Il colpo di reni della digitale: Il DIGIT-HF
di Francesco Prati
04 Settembre 2025

Lo studio DIGIT-HF, appena pubblicato sul New Engl J  Med e presentato al congresso ESC ripropone in modo forse inaspettato l’uso dei glucosidi nel paziente scompensato.

Gli autori hanno randomizzato 1212 pazienti con scompenso cardiaco cronico e frazione di eiezione al di sotto del 40% e/o in classe funzionale NYHA III o IV.

La digitoxina ad un follow up mediano di 36 mesi ha ridotto in modo significativo l’end point principale (morte o ricovero ospedaliero per scompenso cardiaco), che si è verificato nel 39,5% nel gruppo trattato con digitoxina vs il 44,1% del gruppo placebo P (HR 0,82, intervallo di confidenza 95%, 0,69- 0,98, p =0,03.

Gli end point singoli si sono verificati più frequentemente nel gruppo trattato con placebo anche se le differenze non raggiungevano il livello di significatività. La morte si è infatti verificata nel 27.2% nel gruppo con digitoxina versus 29,5% del gruppo placebo (HR 0.86). Un primo ricovero per scompenso cardiaco si è invece verificato nel 28,1% nel gruppo con digitoxina e nel 30,4% del gruppo placebo HR 0,85.

L’evidente beneficio clinico in termini di miglioramento dell’end point principale sì è però accompagnato ad un incremento significativo degli eventi avversi che sono occorsi nel 4,7% nel gruppo digitoxina vs il 2,8% del gruppo placebo.  Nell’ambito dei disordini cardiaci esercitavano un ruolo importante gli episodi di fibrillazione ventricolare rilevati in 10 soggetti con digitossina (1,6%) contro tre (0,5%) nel gruppo placebo.
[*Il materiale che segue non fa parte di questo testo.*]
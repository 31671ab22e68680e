//! Turn repository: persistence and queries for conversation turns.
//!
//! Uses SqlitePoolManager and the models (TurnRecord, EmbeddingRow).
//! Rows are append-only; ids come from SQLite's AUTOINCREMENT and are never reused,
//! so they double as insertion order and as vector index keys.

use crate::error::StorageError;
use crate::models::{EmbeddingRow, SessionSummary, TurnRecord};
use crate::sqlite_pool::SqlitePoolManager;
use chrono::Utc;
use sqlx::{QueryBuilder, Sqlite};
use std::path::Path;
use tracing::{debug, info};

/// Stay well below SQLite's bound-parameter limit for `IN (...)` lookups.
const ID_CHUNK: usize = 500;

const TURN_COLUMNS: &str = "id, session_id, user_input, agent_response, embedding, created_at";

#[derive(Clone)]
pub struct TurnRepository {
    pool_manager: SqlitePoolManager,
}

impl TurnRepository {
    /// Opens (creating if needed) the database file. Call [`init`](Self::init) before use.
    pub async fn open(path: &Path) -> Result<Self, StorageError> {
        let pool_manager = SqlitePoolManager::new(path).await?;
        Ok(Self { pool_manager })
    }

    /// Creates the turns table and its session index if absent. Safe on every start.
    pub async fn init(&self) -> Result<(), StorageError> {
        info!("Creating conversation_turns table if not exist");

        let pool = self.pool_manager.pool();

        sqlx::query(
            r#"
            CREATE TABLE IF NOT EXISTS conversation_turns (
                id INTEGER PRIMARY KEY AUTOINCREMENT,
                session_id TEXT NOT NULL,
                user_input TEXT NOT NULL,
                agent_response TEXT NOT NULL,
                embedding BLOB NOT NULL,
                created_at TEXT NOT NULL
            )
            "#,
        )
        .execute(pool)
        .await?;

        sqlx::query(
            "CREATE INDEX IF NOT EXISTS idx_conversation_turns_session ON conversation_turns(session_id, id)",
        )
        .execute(pool)
        .await?;

        Ok(())
    }

    /// Appends one row and returns its generated id.
    pub async fn insert(
        &self,
        session_id: &str,
        user_input: &str,
        serialized_response: &str,
        embedding_bytes: &[u8],
    ) -> Result<i64, StorageError> {
        let pool = self.pool_manager.pool();

        let result = sqlx::query(
            r#"
            INSERT INTO conversation_turns (session_id, user_input, agent_response, embedding, created_at)
            VALUES (?, ?, ?, ?, ?)
            "#,
        )
        .bind(session_id)
        .bind(user_input)
        .bind(serialized_response)
        .bind(embedding_bytes)
        .bind(Utc::now())
        .execute(pool)
        .await?;

        let id = result.last_insert_rowid();
        debug!(id, session_id, "Saved conversation turn");
        Ok(id)
    }

    /// Returns up to `limit` most recent turns of a session, newest first.
    pub async fn select_recent_by_session(
        &self,
        session_id: &str,
        limit: i64,
    ) -> Result<Vec<TurnRecord>, StorageError> {
        let pool = self.pool_manager.pool();
        let sql = format!(
            "SELECT {} FROM conversation_turns WHERE session_id = ? ORDER BY id DESC LIMIT ?",
            TURN_COLUMNS
        );

        let turns = sqlx::query_as::<_, TurnRecord>(&sql)
            .bind(session_id)
            .bind(limit)
            .fetch_all(pool)
            .await?;

        debug!(session_id, count = turns.len(), "Retrieved recent turns");
        Ok(turns)
    }

    /// Resolves ids to rows. Unknown ids are skipped; result order is unspecified.
    pub async fn select_by_ids(&self, ids: &[i64]) -> Result<Vec<TurnRecord>, StorageError> {
        let pool = self.pool_manager.pool();
        let mut turns = Vec::with_capacity(ids.len());

        for chunk in ids.chunks(ID_CHUNK) {
            let mut builder: QueryBuilder<Sqlite> = QueryBuilder::new(format!(
                "SELECT {} FROM conversation_turns WHERE id IN (",
                TURN_COLUMNS
            ));
            let mut separated = builder.separated(", ");
            for id in chunk {
                separated.push_bind(*id);
            }
            separated.push_unseparated(")");

            let rows = builder.build_query_as::<TurnRecord>().fetch_all(pool).await?;
            turns.extend(rows);
        }

        Ok(turns)
    }

    /// Full scan of `(id, embedding)` pairs in id order, for index rebuilds.
    pub async fn select_all_embeddings(&self) -> Result<Vec<EmbeddingRow>, StorageError> {
        let pool = self.pool_manager.pool();

        let rows = sqlx::query_as::<_, EmbeddingRow>(
            "SELECT id, embedding FROM conversation_turns ORDER BY id",
        )
        .fetch_all(pool)
        .await?;

        info!(count = rows.len(), "Loaded all stored embeddings");
        Ok(rows)
    }

    /// Number of stored turns.
    pub async fn count(&self) -> Result<i64, StorageError> {
        let pool = self.pool_manager.pool();
        let total: (i64,) = sqlx::query_as("SELECT COUNT(*) FROM conversation_turns")
            .fetch_one(pool)
            .await?;
        Ok(total.0)
    }

    /// Highest stored id, `None` on an empty table.
    pub async fn max_id(&self) -> Result<Option<i64>, StorageError> {
        let pool = self.pool_manager.pool();
        let max: (Option<i64>,) = sqlx::query_as("SELECT MAX(id) FROM conversation_turns")
            .fetch_one(pool)
            .await?;
        Ok(max.0)
    }

    /// Every session with its turn count, most recently active first.
    pub async fn select_sessions(&self) -> Result<Vec<SessionSummary>, StorageError> {
        let pool = self.pool_manager.pool();

        let sessions = sqlx::query_as::<_, SessionSummary>(
            r#"
            SELECT session_id, COUNT(*) AS turns, MAX(id) AS last_turn_id
            FROM conversation_turns
            GROUP BY session_id
            ORDER BY MAX(id) DESC
            "#,
        )
        .fetch_all(pool)
        .await?;

        debug!(count = sessions.len(), "Listed sessions");
        Ok(sessions)
    }

    /// Releases the pool's connections.
    pub async fn close(&self) {
        self.pool_manager.close().await;
    }
}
L’interruzione dei farmaci principalmente per eventi avversi era del 9,1% nel gruppo digitossina ed era sovrapponibile al gruppo placebo.

I dati in qualche modo sorprendono; la corrente di pensiero ormai accettata da tutti vede nell’impiego di farmaci che mettono il cuore a riposo la soluzione per migliorare la prognosi dello scompenso cardiaco. Il lavoro ripropone farmaci riposti nel cassetto da qualche decade ed impiegati prevalentemente per il controllo del ritmo nella fibrillazione atriale.

Eppure circa 10 anni fa allo studio DIG aveva dimostrato che l’impiego di digitossina ad un dosaggio contenuto, in modo da ottenere concentrazioni del farmaco al di sotto di un nanogrammo / ml, migliorava la prognosi dei pazienti con scompenso cardiaco.

Notiamo peraltro come solamente un quarto dei pazienti presentasse fibrillazione atriale che rappresenta al momento l’indicazione principale per la quale si usa abitualmente la  digitale nei pazienti con scompenso cardiaco.

Non può sfuggire il fatto che nello studio sia stata impiegata la digitoxina e non la digossina, usata nel nostro paese. La possibilità di eliminare la digitoxina per via epatica rappresenta sicuramente un vantaggio che permette di mantenere livelli bassi del farmaco anche nei pazienti con insufficienza renale.

Gli autori sottolineano nella discussione come l’effetto positivo della digitoxina sia dovuto all’azione parasimpatica del farmaco che si aggiunge a quella di diminuzione del tono simpatico, già ottenibile grazie all’impiego dei beta bloccanti.

Rimane un prezzo da pagare: la presenza di manifestazioni aritmiche come la fibrillazione ventricolare, tre volte più frequente nei pazienti il trattamento con digitossina e che fa riflettere sulla necessità di un monitoraggio molto attento quando si vogliono impiegare  questi farmaci.

C’è infine da chiedersi se quanto emerso dall’impiego della digitossina possa essere traslato all’utilizzo della digitale. Questo aspetto va affrontato con molta prudenza se si considera l’eliminazione renale della digitale e la possibilità che il sovra-dosaggio del farmaco  rappresenti  un rischio per il paziente.

References

  1. Bavendiek et al for the DIGIT-HF Study Group. Digitoxin in Patients with Heart Failure  and Reduced Ejection Fraction. New Engl J Med 2025.
  2. Adams KF Jr, Patterson JH, Gattis WA, et al. Relationship of serum digoxin concentration to mortality and morbidity in women in the digitalis investigation group trial: a retrospective analysis. J Am Coll Cardiol 2005;46:497-504.